In the records below, find each line with the word "coefficients" and copy it.

> [INFORMATION PROVIDED]:

*** Begin section ***

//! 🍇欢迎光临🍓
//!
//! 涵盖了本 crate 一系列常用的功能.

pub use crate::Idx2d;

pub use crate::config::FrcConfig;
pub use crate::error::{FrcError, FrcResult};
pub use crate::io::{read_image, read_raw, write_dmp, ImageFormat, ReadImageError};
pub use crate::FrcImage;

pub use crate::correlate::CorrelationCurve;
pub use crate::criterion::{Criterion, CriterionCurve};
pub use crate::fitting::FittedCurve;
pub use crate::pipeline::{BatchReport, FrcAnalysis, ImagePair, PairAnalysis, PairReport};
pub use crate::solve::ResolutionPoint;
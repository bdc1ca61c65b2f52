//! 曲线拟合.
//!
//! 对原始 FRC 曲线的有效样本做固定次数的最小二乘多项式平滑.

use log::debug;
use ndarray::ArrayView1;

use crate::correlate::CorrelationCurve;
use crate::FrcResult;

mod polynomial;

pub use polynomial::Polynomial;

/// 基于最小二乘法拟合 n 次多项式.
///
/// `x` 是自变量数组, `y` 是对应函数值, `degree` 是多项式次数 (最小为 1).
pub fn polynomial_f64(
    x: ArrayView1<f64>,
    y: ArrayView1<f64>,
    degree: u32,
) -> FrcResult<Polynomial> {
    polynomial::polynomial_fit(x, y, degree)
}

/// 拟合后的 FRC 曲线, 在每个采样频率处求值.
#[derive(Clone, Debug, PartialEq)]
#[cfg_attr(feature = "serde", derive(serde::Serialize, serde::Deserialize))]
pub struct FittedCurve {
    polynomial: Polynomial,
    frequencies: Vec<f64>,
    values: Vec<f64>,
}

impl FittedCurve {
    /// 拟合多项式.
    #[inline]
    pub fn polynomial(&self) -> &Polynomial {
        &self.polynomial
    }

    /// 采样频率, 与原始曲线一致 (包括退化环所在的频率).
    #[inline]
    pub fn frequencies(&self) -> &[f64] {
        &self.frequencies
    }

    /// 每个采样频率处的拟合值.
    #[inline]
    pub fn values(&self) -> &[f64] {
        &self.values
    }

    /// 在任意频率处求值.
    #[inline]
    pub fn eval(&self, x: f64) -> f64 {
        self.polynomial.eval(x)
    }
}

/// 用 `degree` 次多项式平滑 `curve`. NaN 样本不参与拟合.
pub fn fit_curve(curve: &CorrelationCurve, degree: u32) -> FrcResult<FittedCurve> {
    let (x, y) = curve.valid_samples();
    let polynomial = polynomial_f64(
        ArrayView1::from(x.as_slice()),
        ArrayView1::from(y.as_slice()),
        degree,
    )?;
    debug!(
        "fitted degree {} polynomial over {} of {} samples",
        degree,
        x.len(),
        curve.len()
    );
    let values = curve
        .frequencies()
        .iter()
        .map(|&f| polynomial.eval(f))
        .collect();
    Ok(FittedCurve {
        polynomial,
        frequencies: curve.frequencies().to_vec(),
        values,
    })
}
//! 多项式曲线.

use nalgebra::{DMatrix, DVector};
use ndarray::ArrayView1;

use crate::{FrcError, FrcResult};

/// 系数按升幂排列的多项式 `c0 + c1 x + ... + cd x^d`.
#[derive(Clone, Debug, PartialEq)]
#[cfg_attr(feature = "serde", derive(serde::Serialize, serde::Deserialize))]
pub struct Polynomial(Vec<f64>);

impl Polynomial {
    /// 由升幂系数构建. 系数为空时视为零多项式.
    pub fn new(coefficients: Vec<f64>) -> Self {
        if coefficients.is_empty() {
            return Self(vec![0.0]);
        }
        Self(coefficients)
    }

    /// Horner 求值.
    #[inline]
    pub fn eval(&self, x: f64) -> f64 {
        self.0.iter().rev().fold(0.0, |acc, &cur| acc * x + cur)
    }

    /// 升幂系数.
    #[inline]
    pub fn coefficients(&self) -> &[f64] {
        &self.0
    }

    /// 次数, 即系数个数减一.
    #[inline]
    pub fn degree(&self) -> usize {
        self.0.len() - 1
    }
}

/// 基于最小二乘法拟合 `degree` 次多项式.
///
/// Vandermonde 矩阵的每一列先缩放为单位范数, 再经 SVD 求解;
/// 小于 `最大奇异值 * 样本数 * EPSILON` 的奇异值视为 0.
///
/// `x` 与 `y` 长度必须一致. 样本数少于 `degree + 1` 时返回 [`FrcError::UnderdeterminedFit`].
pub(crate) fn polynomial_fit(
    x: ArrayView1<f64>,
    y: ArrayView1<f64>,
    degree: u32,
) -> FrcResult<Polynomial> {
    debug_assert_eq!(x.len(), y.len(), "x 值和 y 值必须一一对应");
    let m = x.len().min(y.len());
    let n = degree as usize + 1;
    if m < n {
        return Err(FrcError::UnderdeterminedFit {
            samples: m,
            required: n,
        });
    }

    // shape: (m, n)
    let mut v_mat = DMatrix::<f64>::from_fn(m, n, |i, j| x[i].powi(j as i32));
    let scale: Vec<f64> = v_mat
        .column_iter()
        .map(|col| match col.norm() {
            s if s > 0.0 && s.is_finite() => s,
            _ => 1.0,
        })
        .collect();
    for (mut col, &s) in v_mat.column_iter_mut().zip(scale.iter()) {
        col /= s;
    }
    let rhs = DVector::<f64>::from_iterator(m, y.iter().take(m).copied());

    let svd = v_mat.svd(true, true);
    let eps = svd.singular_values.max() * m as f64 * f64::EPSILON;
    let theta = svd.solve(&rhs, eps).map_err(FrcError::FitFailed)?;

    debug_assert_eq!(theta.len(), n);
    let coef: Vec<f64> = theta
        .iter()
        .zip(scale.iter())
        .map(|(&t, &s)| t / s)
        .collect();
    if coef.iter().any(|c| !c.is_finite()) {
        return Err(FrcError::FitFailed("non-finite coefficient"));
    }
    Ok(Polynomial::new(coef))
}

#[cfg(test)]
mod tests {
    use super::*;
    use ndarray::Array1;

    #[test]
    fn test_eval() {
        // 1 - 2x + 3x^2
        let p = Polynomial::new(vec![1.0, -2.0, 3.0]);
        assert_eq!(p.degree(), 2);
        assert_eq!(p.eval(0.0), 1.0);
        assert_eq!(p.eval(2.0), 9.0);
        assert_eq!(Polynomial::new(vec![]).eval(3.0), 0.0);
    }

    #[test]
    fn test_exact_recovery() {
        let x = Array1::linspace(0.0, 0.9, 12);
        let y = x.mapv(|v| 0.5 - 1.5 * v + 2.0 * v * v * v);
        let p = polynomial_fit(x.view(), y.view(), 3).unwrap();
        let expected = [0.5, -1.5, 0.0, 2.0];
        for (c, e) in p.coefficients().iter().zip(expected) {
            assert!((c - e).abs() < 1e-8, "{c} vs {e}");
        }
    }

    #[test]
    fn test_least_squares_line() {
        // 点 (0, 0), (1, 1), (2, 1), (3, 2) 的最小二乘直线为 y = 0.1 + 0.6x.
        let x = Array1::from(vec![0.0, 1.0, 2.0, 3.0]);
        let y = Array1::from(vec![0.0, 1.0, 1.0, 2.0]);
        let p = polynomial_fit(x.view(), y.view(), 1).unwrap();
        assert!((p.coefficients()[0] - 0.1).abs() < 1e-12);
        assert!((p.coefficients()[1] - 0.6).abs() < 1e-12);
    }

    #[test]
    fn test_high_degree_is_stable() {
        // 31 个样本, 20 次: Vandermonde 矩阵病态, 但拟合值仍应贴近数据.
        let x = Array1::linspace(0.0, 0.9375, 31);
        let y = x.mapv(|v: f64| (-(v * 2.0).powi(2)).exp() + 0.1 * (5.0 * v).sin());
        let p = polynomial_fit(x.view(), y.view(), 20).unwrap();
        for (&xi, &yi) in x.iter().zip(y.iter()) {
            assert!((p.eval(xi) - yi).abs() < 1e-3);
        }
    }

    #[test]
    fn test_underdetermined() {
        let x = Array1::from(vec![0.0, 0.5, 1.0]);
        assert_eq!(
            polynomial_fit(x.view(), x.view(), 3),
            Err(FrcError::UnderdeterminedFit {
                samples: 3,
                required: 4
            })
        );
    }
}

*** End section ***

> [RESULT OF THE TASK]:
    pub fn new(coefficients: Vec<f64>) -> Self {
        if coefficients.is_empty() {
        Self(coefficients)
    pub fn coefficients(&self) -> &[f64] {
        for (c, e) in p.coefficients().iter().zip(expected) {
        assert!((p.coefficients()[0] - 0.1).abs() < 1e-12);
        assert!((p.coefficients()[1] - 0.6).abs() < 1e-12);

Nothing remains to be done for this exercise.